Installing sitemap_generator

First, we need to generate a sitemap file locally. We will use kjvarga/sitemap_generator to add support for sitemaps to your Rails app. Don’t mind the date of the latest commit. The project still works well for Rails 7.1+ apps.

Install the gem with Bundler:

bundle add sitemap_generator

Create the config/sitemap.rb file that sitemap_generator uses for its configuration:

bin/rails sitemap:install

Configuring sitemap_generator

Now, open the config/sitemap.rb file and change your default_host to your host. In my case, it’s https://matcharoo.app:

# config/sitemap.rb

# Set the host name for URL creation
SitemapGenerator::Sitemap.default_host = "https://matcharoo.app"

If you don’t change it, then your sitemap will be pointing to example.com, and we don’t want to confuse Google’s crawler.

Let’s add a few pages to the sitemap so that it won’t be empty (the root URL is added by default):

# config/sitemap.rb

add "/terms"
add "/privacy"

We just added the “Terms of Service” and the “Privacy Policy” pages. Feel free to add whatever page you want to be served on Google.

Note: You can use URL helpers instead of hardcoded paths.

Generating your sitemap.xml

You can generate sitemap.xml with a simple task provided by the sitemap_generator gem:

% bin/rails sitemap:refresh
In '/Users/kyrylo/Code/kyrylo/matcharoo/public/':
+ sitemap.xml.gz                                           1 links /  329 Bytes
Sitemap stats: 1 links / 1 sitemaps / 0m00s

Pinging with URL 'https://matcharoo.app/sitemap.xml.gz':
Ping failed for Google: #<OpenURI::HTTPError: 404 Sitemaps ping is deprecated. See https://developers.google.com/search/blog/2023/06/sitemaps-lastmod-ping.> (URL http://www.google.com/webmasters/tools/ping?sitemap=https%3A%2F%2Fmatcharoo.app%2Fsitemap.xml.gz)

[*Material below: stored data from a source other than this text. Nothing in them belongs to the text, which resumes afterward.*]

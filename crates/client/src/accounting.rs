//! Accounting endpoints: journal entries, chart of accounts, dashboard data.

use ledgerdesk_core::accounts::ChartAccount;
use ledgerdesk_core::dashboard::{CashFlowPoint, FinancialSummary, GeneralLedgerRow};
use ledgerdesk_core::journal::JournalEntryRequest;
use reqwest::Method;
use serde::Deserialize;
use tracing::info;

use crate::client::{PortalClient, send_json, send_optional_json};
use crate::error::ClientResult;

/// Response of a successful journal-entry create.
#[derive(Debug, Clone, Default, Deserialize)]
#[serde(rename_all = "camelCase")]
pub struct CreatedJournalEntry {
    /// The stored entry, when the backend echoes it back.
    #[serde(default)]
    pub journal_entry: Option<serde_json::Value>,
}

#[derive(Deserialize)]
struct AccountsResponse {
    #[serde(default)]
    accounts: Vec<ChartAccount>,
}

#[derive(Deserialize)]
struct SummaryResponse {
    summary: FinancialSummary,
}

#[derive(Deserialize)]
#[serde(rename_all = "camelCase")]
struct CashFlowResponse {
    #[serde(default)]
    cash_flow: Vec<CashFlowPoint>,
}

#[derive(Deserialize)]
struct GeneralLedgerResponse {
    #[serde(default)]
    entries: Vec<GeneralLedgerRow>,
}

impl PortalClient {
    /// `POST /api/accounting/journal-entry`.
    ///
    /// Any 2xx reply means the entry was created, with or without a body.
    pub async fn create_journal_entry(
        &self,
        request: &JournalEntryRequest,
    ) -> ClientResult<CreatedJournalEntry> {
        let builder = self
            .request(Method::POST, "/api/accounting/journal-entry")
            .json(request);
        let created: CreatedJournalEntry =
            send_optional_json(builder, "Failed to create journal entry").await?;
        info!(
            lines = request.entries.len(),
            documents = request.supporting_docs.len(),
            "journal entry created"
        );
        Ok(created)
    }

    /// `GET /api/accounting/accounts`.
    pub async fn list_accounts(&self) -> ClientResult<Vec<ChartAccount>> {
        let builder = self.request(Method::GET, "/api/accounting/accounts");
        let response: AccountsResponse = send_json(builder, "Failed to load accounts").await?;
        Ok(response.accounts)
    }

    /// `GET /api/accounting/summary`.
    pub async fn financial_summary(&self) -> ClientResult<FinancialSummary> {
        let builder = self.request(Method::GET, "/api/accounting/summary");
        let response: SummaryResponse =
            send_json(builder, "Failed to load financial summary").await?;
        Ok(response.summary)
    }

    /// `GET /api/accounting/cash-flow`.
    pub async fn cash_flow(&self) -> ClientResult<Vec<CashFlowPoint>> {
        let builder = self.request(Method::GET, "/api/accounting/cash-flow");
        let response: CashFlowResponse = send_json(builder, "Failed to load cash flow").await?;
        Ok(response.cash_flow)
    }

    /// `GET /api/accounting/general-ledger`.
    pub async fn general_ledger(&self) -> ClientResult<Vec<GeneralLedgerRow>> {
        let builder = self.request(Method::GET, "/api/accounting/general-ledger");
        let response: GeneralLedgerResponse =
            send_json(builder, "Failed to load general ledger").await?;
        Ok(response.entries)
    }
}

You can safely ignore the warning about the failed ping. Track the related issue in the sitemap_generator’s issue tracker.

TL;DR: Google removed that endpoint, and pinging is no longer necessary.

The command generated a gzipped version of your sitemap at public/sitemap.xml.gz. Let’s unzip it and inspect the content:

gunzip -k public/sitemap.xml.gz
xmllint --format public/sitemap.xml
<?xml version="1.0" encoding="UTF-8"?>
<urlset xmlns:xsi="http://www.w3.org/2001/XMLSchema-instance" xmlns="http://www.sitemaps.org/schemas/sitemap/0.9" xmlns:image="http://www.google.com/schemas/sitemap-image/1.1" xmlns:video="http://www.google.com/schemas/sitemap-video/1.1" xmlns:news="http://www.google.com/schemas/sitemap-news/0.9" xmlns:mobile="http://www.google.com/schemas/sitemap-mobile/1.0" xmlns:pagemap="http://www.google.com/schemas/sitemap-pagemap/1.0" xmlns:xhtml="http://www.w3.org/1999/xhtml" xsi:schemaLocation="http://www.sitemaps.org/schemas/sitemap/0.9 http://www.sitemaps.org/schemas/sitemap/0.9/sitemap.xsd">
  <url>
    <loc>https://matcharoo.app</loc>
    <lastmod>2024-02-16T13:06:13+02:00</lastmod>
    <changefreq>weekly</changefreq>
    <priority>1.0</priority>
  </url>
  <url>
    <loc>https://matcharoo.app/terms</loc>
    <lastmod>2024-02-16T13:06:13+02:00</lastmod>
    <changefreq>weekly</changefreq>
    <priority>0.5</priority>
  </url>
  <url>
    <loc>https://matcharoo.app/privacy</loc>
    <lastmod>2024-02-16T13:06:13+02:00</lastmod>
    <changefreq>weekly</changefreq>
    <priority>0.5</priority>
  </url>
</urlset>

Everything worked as expected. Our app now supports sitemaps.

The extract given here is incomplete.